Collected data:
//! Input wrappers
//!
//! A downstream proxy never holds a bare upstream proxy. It holds a wrapper
//! that pairs the upstream proxy with the token it watches and an
//! [`ObserverToken`] recording the last state it consumed.

use super::{InputLayer, SubjectTokenSelector};
use std::fmt;
use std::sync::Arc;
use tecton_model::FeatureCollectionHandle;
use tecton_types::ObserverToken;

/// One upstream proxy and the subject token polled on it.
pub struct InputLayerProxy<P: InputLayer> {
    proxy: Arc<P>,
    selector: P::Selector,
    observer: ObserverToken,
}

impl<P: InputLayer> InputLayerProxy<P> {
    /// Watch the upstream proxy's primary output token.
    pub fn new(proxy: Arc<P>) -> Self {
        Self::with_selector(proxy, P::Selector::DEFAULT)
    }

    pub fn with_selector(proxy: Arc<P>, selector: P::Selector) -> Self {
        InputLayerProxy {
            proxy,
            selector,
            observer: ObserverToken::new(),
        }
    }

    pub fn input_layer_proxy(&self) -> &Arc<P> {
        &self.proxy
    }

    pub fn selector(&self) -> P::Selector {
        self.selector
    }

    pub fn is_up_to_date(&self) -> bool {
        self.proxy
            .subject_token(self.selector)
            .is_observer_up_to_date(&self.observer)
    }

    pub fn set_up_to_date(&mut self) {
        self.proxy
            .subject_token(self.selector)
            .update_observer(&mut self.observer);
    }

    /// Same upstream proxy and same selected token.
    pub fn refers_to(&self, proxy: &Arc<P>, selector: P::Selector) -> bool {
        Arc::ptr_eq(&self.proxy, proxy) && self.selector == selector
    }
}

impl<P: InputLayer> fmt::Debug for InputLayerProxy<P> {
    fn fmt(&self, f: &mut fmt::Formatter<'_>) -> fmt::Result {
        f.debug_struct("InputLayerProxy")
            .field("proxy", &self.proxy.layer_proxy_id())
            .field("selector", &self.selector)
            .field("observer", &self.observer)
            .finish()
    }
}

enum OptionalInput<P: InputLayer> {
    Connected(InputLayerProxy<P>),
    /// `acknowledged` is false until the owner has consumed the disconnection.
    Disconnected { acknowledged: bool },
}

/// An input that may be absent.
///
/// Removing the upstream proxy is itself a change: the input reports stale
/// until the owner calls [`set_up_to_date`](Self::set_up_to_date).
pub struct OptionalInputLayerProxy<P: InputLayer> {
    input: OptionalInput<P>,
}

impl<P: InputLayer> OptionalInputLayerProxy<P> {
    /// An input with no upstream proxy, already acknowledged.
    pub fn new() -> Self {
        OptionalInputLayerProxy {
            input: OptionalInput::Disconnected { acknowledged: true },
        }
    }

    pub fn with_proxy(proxy: Arc<P>) -> Self {
        OptionalInputLayerProxy {
            input: OptionalInput::Connected(InputLayerProxy::new(proxy)),
        }
    }

    /// Replace the upstream proxy. Returns whether anything changed.
    pub fn set_input_layer_proxy(&mut self, proxy: Option<Arc<P>>) -> bool {
        self.set_input_layer_proxy_with_selector(proxy, P::Selector::DEFAULT)
    }

    pub fn set_input_layer_proxy_with_selector(
        &mut self,
        proxy: Option<Arc<P>>,
        selector: P::Selector,
    ) -> bool {
        let unchanged = match (&self.input, &proxy) {
            (OptionalInput::Connected(current), Some(proxy)) => current.refers_to(proxy, selector),
            (OptionalInput::Disconnected { .. }, None) => true,
            _ => false,
        };
        if unchanged {
            return false;
        }
        self.input = match proxy {
            Some(proxy) => {
                OptionalInput::Connected(InputLayerProxy::with_selector(proxy, selector))
            }
            None => OptionalInput::Disconnected {
                acknowledged: false,
            },
        };
        true
    }

    pub fn get_input_layer_proxy(&self) -> Option<&Arc<P>> {
        match &self.input {
            OptionalInput::Connected(input) => Some(input.input_layer_proxy()),
            OptionalInput::Disconnected { .. } => None,
        }
    }

    pub fn input(&self) -> Option<&InputLayerProxy<P>> {
        match &self.input {
            OptionalInput::Connected(input) => Some(input),
            OptionalInput::Disconnected { .. } => None,
        }
    }

    pub fn is_up_to_date(&self) -> bool {
        match &self.input {
            OptionalInput::Connected(input) => input.is_up_to_date(),
            OptionalInput::Disconnected { acknowledged } => *acknowledged,
        }
    }

    pub fn set_up_to_date(&mut self) {
        match &mut self.input {
            OptionalInput::Connected(input) => input.set_up_to_date(),
            OptionalInput::Disconnected { acknowledged } => *acknowledged = true,
        }
    }
}

impl<P: InputLayer> Default for OptionalInputLayerProxy<P> {
    fn default() -> Self {
        Self::new()
    }
}

impl<P: InputLayer> fmt::Debug for OptionalInputLayerProxy<P> {
    fn fmt(&self, f: &mut fmt::Formatter<'_>) -> fmt::Result {
        match &self.input {
            OptionalInput::Connected(input) => f
                .debug_tuple("OptionalInputLayerProxy")
                .field(input)
                .finish(),
            OptionalInput::Disconnected { acknowledged } => f
                .debug_struct("OptionalInputLayerProxy")
                .field("acknowledged", acknowledged)
                .finish(),
        }
    }
}

/// An unordered set of upstream proxies of one type.
pub struct InputLayerProxySequence<P: InputLayer> {
    inputs: Vec<InputLayerProxy<P>>,
}

impl<P: InputLayer> InputLayerProxySequence<P> {
    pub fn new() -> Self {
        InputLayerProxySequence { inputs: Vec::new() }
    }

    pub fn inputs(&self) -> &[InputLayerProxy<P>] {
        &self.inputs
    }

    pub fn input_layer_proxies(&self) -> impl Iterator<Item = &Arc<P>> {
        self.inputs.iter().map(InputLayerProxy::input_layer_proxy)
    }

    pub fn len(&self) -> usize {
        self.inputs.len()
    }

    pub fn is_empty(&self) -> bool {
        self.inputs.is_empty()
    }

    /// Replace the whole set, each watching its primary token.
    ///
    /// Returns false, leaving every observer untouched, when the new set equals
    /// the current one regardless of order.
    pub fn set_input_layer_proxies(&mut self, proxies: impl IntoIterator<Item = Arc<P>>) -> bool {
        self.set_input_layer_proxies_with_selector(
            proxies
                .into_iter()
                .map(|proxy| (proxy, P::Selector::DEFAULT)),
        )
    }

    pub fn set_input_layer_proxies_with_selector(
        &mut self,
        proxies: impl IntoIterator<Item = (Arc<P>, P::Selector)>,
    ) -> bool {
        let mut proposed: Vec<(Arc<P>, P::Selector)> = Vec::new();
        for (proxy, selector) in proxies {
            if !proposed
                .iter()
                .any(|(p, s)| Arc::ptr_eq(p, &proxy) && *s == selector)
            {
                proposed.push((proxy, selector));
            }
        }

        let unchanged = proposed.len() == self.inputs.len()
            && proposed.iter().all(|(proxy, selector)| {
                self.inputs
                    .iter()
                    .any(|input| input.refers_to(proxy, *selector))
            });
        if unchanged {
            return false;
        }

        self.inputs = proposed
            .into_iter()
            .map(|(proxy, selector)| InputLayerProxy::with_selector(proxy, selector))
            .collect();
        true
    }

    /// Returns false if the proxy was already an input.
    pub fn add_input_layer_proxy(&mut self, proxy: Arc<P>) -> bool {
        if self
            .inputs
            .iter()
            .any(|input| input.refers_to(&proxy, P::Selector::DEFAULT))
        {
            return false;
        }
        self.inputs.push(InputLayerProxy::new(proxy));
        true
    }

    /// Returns false if the proxy was not an input.
    pub fn remove_input_layer_proxy(&mut self, proxy: &Arc<P>) -> bool {
        let before = self.inputs.len();
        self.inputs
            .retain(|input| !Arc::ptr_eq(input.input_layer_proxy(), proxy));
        before != self.inputs.len()
    }

    pub fn is_up_to_date(&self) -> bool {
        self.inputs.iter().all(InputLayerProxy::is_up_to_date)
    }

    pub fn set_up_to_date(&mut self) {
        for input in &mut self.inputs {
            input.set_up_to_date();
        }
    }

    /// Inputs whose watched token has changed.
    pub fn stale_inputs(&self) -> impl Iterator<Item = &InputLayerProxy<P>> {
        self.inputs.iter().filter(|input| !input.is_up_to_date())
    }
}

impl<P: InputLayer> Default for InputLayerProxySequence<P> {
    fn default() -> Self {
        Self::new()
    }
}

impl<P: InputLayer> fmt::Debug for InputLayerProxySequence<P> {
    fn fmt(&self, f: &mut fmt::Formatter<'_>) -> fmt::Result {
        f.debug_list().entries(&self.inputs).finish()
    }
}

/// Feature collections consumed by a proxy, each polled through its revision
/// token.
#[derive(Debug, Default)]
pub struct FeatureCollectionInputs {
    entries: Vec<(FeatureCollectionHandle, ObserverToken)>,
}

impl FeatureCollectionInputs {
    pub fn new() -> Self {
        Self::default()
    }

    /// Returns false if the collection was already present.
    pub fn add(&mut self, collection: FeatureCollectionHandle) -> bool {
        if self.contains(&collection) {
            return false;
        }
        self.entries.push((collection, ObserverToken::new()));
        true
    }

    /// Returns false if the collection was not present.
    pub fn remove(&mut self, collection: &FeatureCollectionHandle) -> bool {
        let before = self.entries.len();
        self.entries.retain(|(c, _)| !c.ptr_eq(collection));
        before != self.entries.len()
    }

    pub fn contains(&self, collection: &FeatureCollectionHandle) -> bool {
        self.entries.iter().any(|(c, _)| c.ptr_eq(collection))
    }

    pub fn collections(&self) -> Vec<FeatureCollectionHandle> {
        self.entries.iter().map(|(c, _)| c.clone()).collect()
    }

    pub fn len(&self) -> usize {
        self.entries.len()
    }

    pub fn is_empty(&self) -> bool {
        self.entries.is_empty()
    }

    pub fn is_up_to_date(&self) -> bool {
        self.entries
            .iter()
            .all(|(collection, observer)| {
                collection.subject_token().is_observer_up_to_date(observer)
            })
    }

    pub fn set_up_to_date(&mut self) {
        for (collection, observer) in &mut self.entries {
            collection.subject_token().update_observer(observer);
        }
    }
}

## [What you need to do]
Tell how many lines of the data above hold the string "OptionalInputLayerProxy". The number alone is the answer.

## [Exercise output]
8